Needs include clothing, shelter, food, and transportation to work. You may need medicine or education. If you have dependent children then you must provide for their needs as well. And we all need love.

Wants

Wants are just about everything else. They are the pie-in-the-sky dreams we believe we may never achieve, but they are also the frivolous things on which we waste our money because advertisers manipulate us into "needing" them. I do not mean all wants must be avoided, just that you should recognize them as optional.

The gray area

When saving money, you will make the most progress looking at those items that reside in the gray area. I think of these as needs dressed up in wants. You need protein, but you want a rib eye steak. You need shelter, but you want a loft in the city. Your children need exercise, but they want a trampoline. You get the idea.

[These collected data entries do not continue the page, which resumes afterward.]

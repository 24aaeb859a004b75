//! Owner of every [`LoaderManager`] in one component tree.

use std::{collections::BTreeMap, sync::Arc};

use futures::future::select_all;
use tracing::{debug, info, warn};
use uuid::Uuid;

use super::LoaderManager;
use crate::executor::Executor;

/// Scope name of the host's own manager.
pub const ROOT_WHO: &str = "(root)";

/// Managers carried from one host to the next across a reconfiguration.
pub struct RetainedManagers<D> {
  origin: Uuid,
  managers: BTreeMap<String, LoaderManager<D>>,
}

impl<D> RetainedManagers<D> {
  /// Instance id of the host the managers were retained from.
  pub fn origin(&self) -> Uuid {
    self.origin
  }

  pub fn len(&self) -> usize {
    self.managers.len()
  }

  pub fn is_empty(&self) -> bool {
    self.managers.is_empty()
  }

  pub fn who(&self) -> impl Iterator<Item = &str> {
    self.managers.keys().map(String::as_str)
  }
}

/// Drives a set of named managers from the owner's lifecycle.
///
/// The root manager (`"(root)"`) follows [`do_loader_start`](Self::do_loader_start)
/// and [`do_loader_stop`](Self::do_loader_stop) directly. Child managers are
/// created on demand by [`get_loader_manager`](Self::get_loader_manager) and
/// driven by their own scope.
pub struct LoaderManagerHost<D> {
  instance: Uuid,
  executor: Arc<dyn Executor>,
  managers: BTreeMap<String, LoaderManager<D>>,
  root_attached: bool,
  loaders_started: bool,
  retain_loaders: bool,
  checked_for_manager: bool,
}

impl<D: PartialEq + Send + 'static> LoaderManagerHost<D> {
  pub fn new(executor: Arc<dyn Executor>) -> Self {
    let instance = Uuid::now_v7();
    debug!(%instance, "Created loader manager host");
    Self {
      instance,
      executor,
      managers: BTreeMap::new(),
      root_attached: false,
      loaders_started: false,
      retain_loaders: false,
      checked_for_manager: false,
    }
  }

  pub fn instance(&self) -> Uuid {
    self.instance
  }

  pub fn loaders_started(&self) -> bool {
    self.loaders_started
  }

  pub fn retain_loaders(&self) -> bool {
    self.retain_loaders
  }

  pub fn manager_count(&self) -> usize {
    self.managers.len()
  }

  /// Look up the manager for `who`, creating it if `create` is set.
  pub fn get_loader_manager(&mut self, who: &str, started: bool, create: bool) -> Option<&mut LoaderManager<D>> {
    if !self.managers.contains_key(who) {
      if !create {
        return None;
      }
      debug!(instance = %self.instance, who, started, "Creating loader manager");
      self
        .managers
        .insert(who.to_string(), LoaderManager::new(who, started, self.executor.clone()));
    }
    self.managers.get_mut(who)
  }

  /// The host's own manager, created on first use.
  pub fn root_manager(&mut self) -> &mut LoaderManager<D> {
    self.checked_for_manager = true;
    self.root_attached = true;
    let started = self.loaders_started;
    let executor = self.executor.clone();
    self
      .managers
      .entry(ROOT_WHO.to_string())
      .or_insert_with(|| LoaderManager::new(ROOT_WHO, started, executor))
  }

  fn attached_root(&mut self) -> Option<&mut LoaderManager<D>> {
    if !self.root_attached {
      return None;
    }
    self.managers.get_mut(ROOT_WHO)
  }

  pub fn do_loader_start(&mut self) {
    if self.loaders_started {
      return;
    }
    self.loaders_started = true;

    if let Some(root) = self.attached_root() {
      if let Err(error) = root.do_start() {
        warn!(%error, "Root loader manager did not start");
      }
    } else if !self.checked_for_manager && self.managers.contains_key(ROOT_WHO) {
      // A root manager carried over from a previous host.
      self.root_attached = true;
      if let Some(root) = self.managers.get_mut(ROOT_WHO)
        && !root.is_started()
        && let Err(error) = root.do_start()
      {
        warn!(%error, "Restored root loader manager did not start");
      }
    }
    self.checked_for_manager = true;
  }

  /// Stop the root manager, or retain it if `retain` is set.
  pub fn do_loader_stop(&mut self, retain: bool) {
    self.retain_loaders = retain;
    if !self.loaders_started || !self.root_attached {
      return;
    }
    self.loaders_started = false;
    let Some(root) = self.attached_root() else {
      return;
    };
    let result = if retain { root.do_retain() } else { root.do_stop() };
    if let Err(error) = result {
      warn!(%error, retain, "Root loader manager did not stop");
    }
  }

  pub fn do_loader_retain(&mut self) {
    if let Some(root) = self.attached_root()
      && let Err(error) = root.do_retain()
    {
      warn!(%error, "Root loader manager did not retain");
    }
  }

  pub fn do_loader_destroy(&mut self) {
    if let Some(root) = self.attached_root() {
      root.do_destroy();
    }
  }

  /// Destroy and drop the manager for `who` unless it is being retained.
  pub fn inactivate_state(&mut self, who: &str) {
    let Some(manager) = self.managers.get_mut(who) else {
      return;
    };
    if manager.is_retaining() {
      return;
    }
    manager.do_destroy();
    self.managers.remove(who);
    if who == ROOT_WHO {
      self.root_attached = false;
    }
  }

  /// Finish any retain and report the start to every manager.
  pub fn report_loader_start(&mut self) {
    for manager in self.managers.values_mut().rev() {
      manager.finish_retain();
      manager.do_report_start();
    }
  }

  /// Hand every manager that should survive a reconfiguration to the next
  /// host. Managers that are not retained are destroyed.
  ///
  /// Returns `None` when nothing was retained.
  pub fn retain_loader_non_config(&mut self) -> Option<RetainedManagers<D>> {
    let retain = self.retain_loaders;
    let mut retained = BTreeMap::new();

    for (who, mut manager) in std::mem::take(&mut self.managers).into_iter().rev() {
      if !manager.is_retaining() && retain {
        if !manager.is_started()
          && let Err(error) = manager.do_start()
        {
          warn!(%error, who = %who, "Could not start manager before retaining");
        }
        if let Err(error) = manager.do_retain() {
          warn!(%error, who = %who, "Could not retain manager");
        }
      }
      if manager.is_retaining() {
        retained.insert(who, manager);
      } else {
        debug!(who = %who, "Destroying manager that is not retained");
        manager.do_destroy();
      }
    }
    self.root_attached = false;

    if retained.is_empty() {
      return None;
    }
    info!(instance = %self.instance, managers = retained.len(), "Retaining loader managers");
    Some(RetainedManagers {
      origin: self.instance,
      managers: retained,
    })
  }

  /// Adopt managers retained by a previous host.
  pub fn restore_loader_non_config(&mut self, retained: RetainedManagers<D>) {
    info!(
      instance = %self.instance,
      origin = %retained.origin,
      managers = retained.managers.len(),
      "Restoring loader managers"
    );
    for (who, mut manager) in std::mem::replace(&mut self.managers, retained.managers) {
      debug!(who = %who, "Dropping manager replaced by restore");
      manager.do_destroy();
    }
    self.root_attached = false;
    self.checked_for_manager = false;
  }

  /// Wait until any manager has work, then dispatch all of them. Returns the
  /// number of messages handled.
  pub async fn turn(&mut self) -> usize {
    if self.managers.is_empty() {
      return 0;
    }
    let _ = select_all(self.managers.values_mut().map(|m| Box::pin(m.wait_ready()))).await;
    self.managers.values_mut().map(LoaderManager::dispatch_pending).sum()
  }

  /// True when no manager has background work, timers or messages left.
  pub fn is_idle(&mut self) -> bool {
    self.managers.values_mut().all(|m| m.is_idle())
  }

  /// Keep turning until every manager is idle.
  pub async fn run_until_idle(&mut self) {
    while !self.is_idle() {
      self.turn().await;
    }
  }
}

impl<D> std::fmt::Debug for LoaderManagerHost<D> {
  fn fmt(&self, f: &mut std::fmt::Formatter<'_>) -> std::fmt::Result {
    f.debug_struct("LoaderManagerHost")
      .field("instance", &self.instance)
      .field("managers", &self.managers.keys().collect::<Vec<_>>())
      .field("loaders_started", &self.loaders_started)
      .field("retain_loaders", &self.retain_loaders)
      .finish_non_exhaustive()
  }
}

Why are these distinctions important? Needs are not optional; you must make sure needs are met. You will go into debt if necessary to ensure your child gets food to eat or to fix your car if you use it to get to work. But as you consider all of your expenses in relation to these categories, you will begin to see places you can cut wants and better meet your needs. Perhaps you will decide that although you need a snack at your 10:00 am break, and you have wanted and purchased something from the office snack machine each day in the past, from now on you will bring a snack from home that saves you $.40/day.

You will also begin to weigh your wants. You may find that you want a newer, more reliable vehicle more than you want the latest video game or a night on the town. Or you may decide instead that you want the nights on the town enough to squeeze a few more months out of the car you have.

Getting clear about what you want will help you choose what you want most and help you pinch the pennies to pay for it.

Friday, November 27, 2009

Every Penny Matters

I saw a young mother with two small boys outside the grocery store today. One of the boys ran ahead and picked up a coin off the ground. "Thomas, put that down. It's filthy," his mother called.

"But, Mom, it's a penny."

"A penny. What could you buy with a penny? Nothing. A penny these days isn't worth the effort to pick it up off the ground." She had reached Thomas by then and tossed the coin aside.

You know, nothing frosts me more than hearing someone talk like there is an amount of money that isn't worth saving. You have to start somewhere. Ben Franklin said, "A penny saved is a penny earned." I think he said penny, not dollar, because he recognized that saving money begins at the smallest unit. Every penny matters. And in today's economy every penny matters more than ever before.

If you are throwing away pennies, then over time you are throwing away dollars. If you agree that every penny matters, I would like to share with you the tips I have found over the years that allowed me to keep more of my hard earned pennies. I think I can teach you a thing or two about saving money.